In an interview with Psychiatric News, Rieder explained that in the Psychiatry Residency + Ph.D. Program, the clinical work of the standard residency program will be concentrated in the first three years, with didactic classwork toward the Ph.D. concentrated in the second and third years. The fourth through seventh years will be focused on a research project, thesis, and publications.
“Throughout the entire seven-year program, residents will continue with clinical work as part of their residency training,” Rieder said. “From year 4 through year 7, 80 percent or more of the trainees’ time will be spent on research.” Because of this, during those years the trainees will be eligible for the National Institutes of Health Loan Repayment Program, which could pay off up to $35,000 for each year of loans for college and medical school.
Rieder said he believes the program is a significant innovation and may serve as a new model for training psychiatrist-scientists. He added that the prevalent model by which most trainees receive M.D.-Ph.D. degrees through the Medical Scientist Training Programs (MSTP) in U.S. medical schools is costly, lengthy, and inefficient.

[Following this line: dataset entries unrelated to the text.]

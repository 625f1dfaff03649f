use anyhow::{Context, Result};
use clap::Parser;
use rand::rngs::StdRng;
use rand::SeedableRng;
use std::fs::{self, File};
use std::path::PathBuf;
use std::sync::Mutex;
use tracing::info;

use bootsys::status::LocalTime;
use bootsys::{app, BootConfig, BootMenu, DeferredNavigator, Navigator, SystemOpener};

#[derive(Parser)]
#[command(name = "bootsys")]
#[command(author = "RavenLinux Team")]
#[command(version)]
#[command(about = "Retro boot menu for project links", long_about = None)]
struct Cli {
    /// Menu file (default: ~/.config/bootsys/menu.toml)
    #[arg(short, long)]
    config: Option<PathBuf>,

    /// Seed for the boot message shuffle
    #[arg(long)]
    seed: Option<u64>,

    /// Hide the [HH:MM:SS] status prefix
    #[arg(long)]
    no_timestamps: bool,

    /// Print the chosen URL on exit instead of opening it
    #[arg(long)]
    print_url: bool,

    /// Quit once the exit dialog is acknowledged
    #[arg(long)]
    quit_on_exit: bool,

    /// Log file (default: ~/.cache/bootsys/bootsys.log)
    #[arg(long)]
    log_file: Option<PathBuf>,

    /// Print the effective configuration as TOML and exit
    #[arg(long)]
    dump_config: bool,

    /// Enable debug logging
    #[arg(short, long)]
    verbose: bool,
}

fn main() -> Result<()> {
    let cli = Cli::parse();

    let mut config = BootConfig::load(cli.config.as_deref()).context("Failed to load boot menu")?;
    if cli.no_timestamps {
        config.menu.timestamps = false;
    }
    if cli.quit_on_exit {
        config.menu.quit_on_exit = true;
    }

    if cli.dump_config {
        print!("{}", config.to_toml()?);
        return Ok(());
    }

    init_logging(cli.log_file, cli.verbose)?;
    info!("Loaded {} boot entries", config.entries.len());

    let rng = match cli.seed {
        Some(seed) => StdRng::seed_from_u64(seed),
        None => StdRng::from_entropy(),
    };

    app::install_panic_hook();

    if cli.print_url {
        let menu = run_menu(&config, DeferredNavigator::default(), rng)?;
        for url in menu.into_navigator().into_visited() {
            println!("{url}");
        }
    } else {
        run_menu(&config, SystemOpener, rng)?;
    }

    Ok(())
}

/// Run a session; a failed navigation becomes the program's error once the
/// terminal is back to normal
fn run_menu<N: Navigator>(config: &BootConfig, navigator: N, rng: StdRng) -> Result<BootMenu<N>> {
    let menu = BootMenu::new(config, navigator, rng, Box::new(LocalTime));
    let mut menu = app::run(menu)?;
    match menu.take_navigation_error() {
        Some(err) => Err(err),
        None => Ok(menu),
    }
}

/// The terminal belongs to the UI, so logs go to a file
fn init_logging(path: Option<PathBuf>, verbose: bool) -> Result<()> {
    let path = match path {
        Some(path) => path,
        None => dirs::cache_dir()
            .unwrap_or_else(|| PathBuf::from("."))
            .join("bootsys/bootsys.log"),
    };
    if let Some(dir) = path.parent() {
        fs::create_dir_all(dir)
            .with_context(|| format!("Failed to create log directory: {}", dir.display()))?;
    }
    let file = File::create(&path)
        .with_context(|| format!("Failed to open log file: {}", path.display()))?;

    let level = if verbose {
        tracing::Level::DEBUG
    } else {
        tracing::Level::INFO
    };

    tracing_subscriber::fmt()
        .with_env_filter(
            tracing_subscriber::EnvFilter::from_default_env().add_directive(level.into()),
        )
        .with_writer(Mutex::new(file))
        .with_ansi(false)
        .init();

    Ok(())
}
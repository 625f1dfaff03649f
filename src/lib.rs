//! BOOT.SYS - a retro boot menu for the terminal
//!
//! A keyboard-driven list of project links. Booting an entry plays a short
//! randomized sequence of status messages, then hands its URL to a
//! [`Navigator`](navigate::Navigator) or shows a completion dialog.

pub mod app;
pub mod config;
pub mod input;
pub mod menu;
pub mod navigate;
pub mod schedule;
pub mod status;
pub mod timeline;
pub mod ui;

pub use config::{BootConfig, BootEntry, ConfigError};
pub use input::Input;
pub use menu::{BootMenu, Dialog, DialogKind};
pub use navigate::{DeferredNavigator, Navigator, SystemOpener};
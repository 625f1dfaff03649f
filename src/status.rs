//! Status line and boot log

use chrono::{Local, NaiveTime};
use std::collections::VecDeque;
use std::fmt;

pub const IDLE_MESSAGE: &str = "System ready.";

/// Wall-clock source for status timestamps
pub trait TimeSource {
    fn wall_time(&self) -> NaiveTime;
}

/// Local time of day
pub struct LocalTime;

impl TimeSource for LocalTime {
    fn wall_time(&self) -> NaiveTime {
        Local::now().time()
    }
}

/// Always reports the same time of day
pub struct FixedTime(pub NaiveTime);

impl TimeSource for FixedTime {
    fn wall_time(&self) -> NaiveTime {
        self.0
    }
}

/// One status message, optionally stamped with the time it was shown
#[derive(Debug, Clone, PartialEq, Eq)]
pub struct StatusLine {
    pub message: String,
    pub stamp: Option<NaiveTime>,
}

impl fmt::Display for StatusLine {
    fn fmt(&self, f: &mut fmt::Formatter<'_>) -> fmt::Result {
        match self.stamp {
            Some(stamp) => write!(f, "[{}] {}", stamp.format("%H:%M:%S"), self.message),
            None => f.write_str(&self.message),
        }
    }
}

/// Current status plus a bounded history of past lines
pub struct StatusBoard {
    current: StatusLine,
    history: VecDeque<StatusLine>,
    capacity: usize,
    timestamps: bool,
    clock: Box<dyn TimeSource>,
}

impl StatusBoard {
    pub fn new(capacity: usize, timestamps: bool, clock: Box<dyn TimeSource>) -> Self {
        let mut board = Self {
            current: StatusLine {
                message: String::new(),
                stamp: None,
            },
            history: VecDeque::new(),
            capacity: capacity.max(1),
            timestamps,
            clock,
        };
        board.set(IDLE_MESSAGE);
        board
    }

    pub fn set(&mut self, message: impl Into<String>) {
        let line = StatusLine {
            message: message.into(),
            stamp: self.timestamps.then(|| self.clock.wall_time()),
        };
        tracing::info!(status = %line.message, "status");

        if self.history.len() == self.capacity {
            self.history.pop_front();
        }
        self.history.push_back(line.clone());
        self.current = line;
    }

    pub fn current(&self) -> &StatusLine {
        &self.current
    }

    /// Oldest first
    pub fn history(&self) -> impl DoubleEndedIterator<Item = &StatusLine> + ExactSizeIterator {
        self.history.iter()
    }

    pub fn is_idle(&self) -> bool {
        self.current.message == IDLE_MESSAGE
    }
}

Typically in the MSTP, students begin Ph.D. training after completing two years of medical school classes; this Ph.D. training then takes as long as is necessary to complete and defend one’s thesis—on average four to five years. The student then begins the primary clinical year of medical school, followed by the final year, which usually involves mostly clinical electives.
This is followed by residency, which may be in a different school or city and is almost always heavily clinical for three years, with various amounts of elective time for research only in the fourth year. “So for psychiatrists who have pursued the traditional M.D.-Ph.D. route, there are at minimum five clinical years that separate the intensive period of Ph.D. research from the time that full-time research can be resumed,” Rieder said. “The clinical experiences may lead to a graduate’s never resuming research. How often this occurs is not known, but our own observations reveal it is not rare.”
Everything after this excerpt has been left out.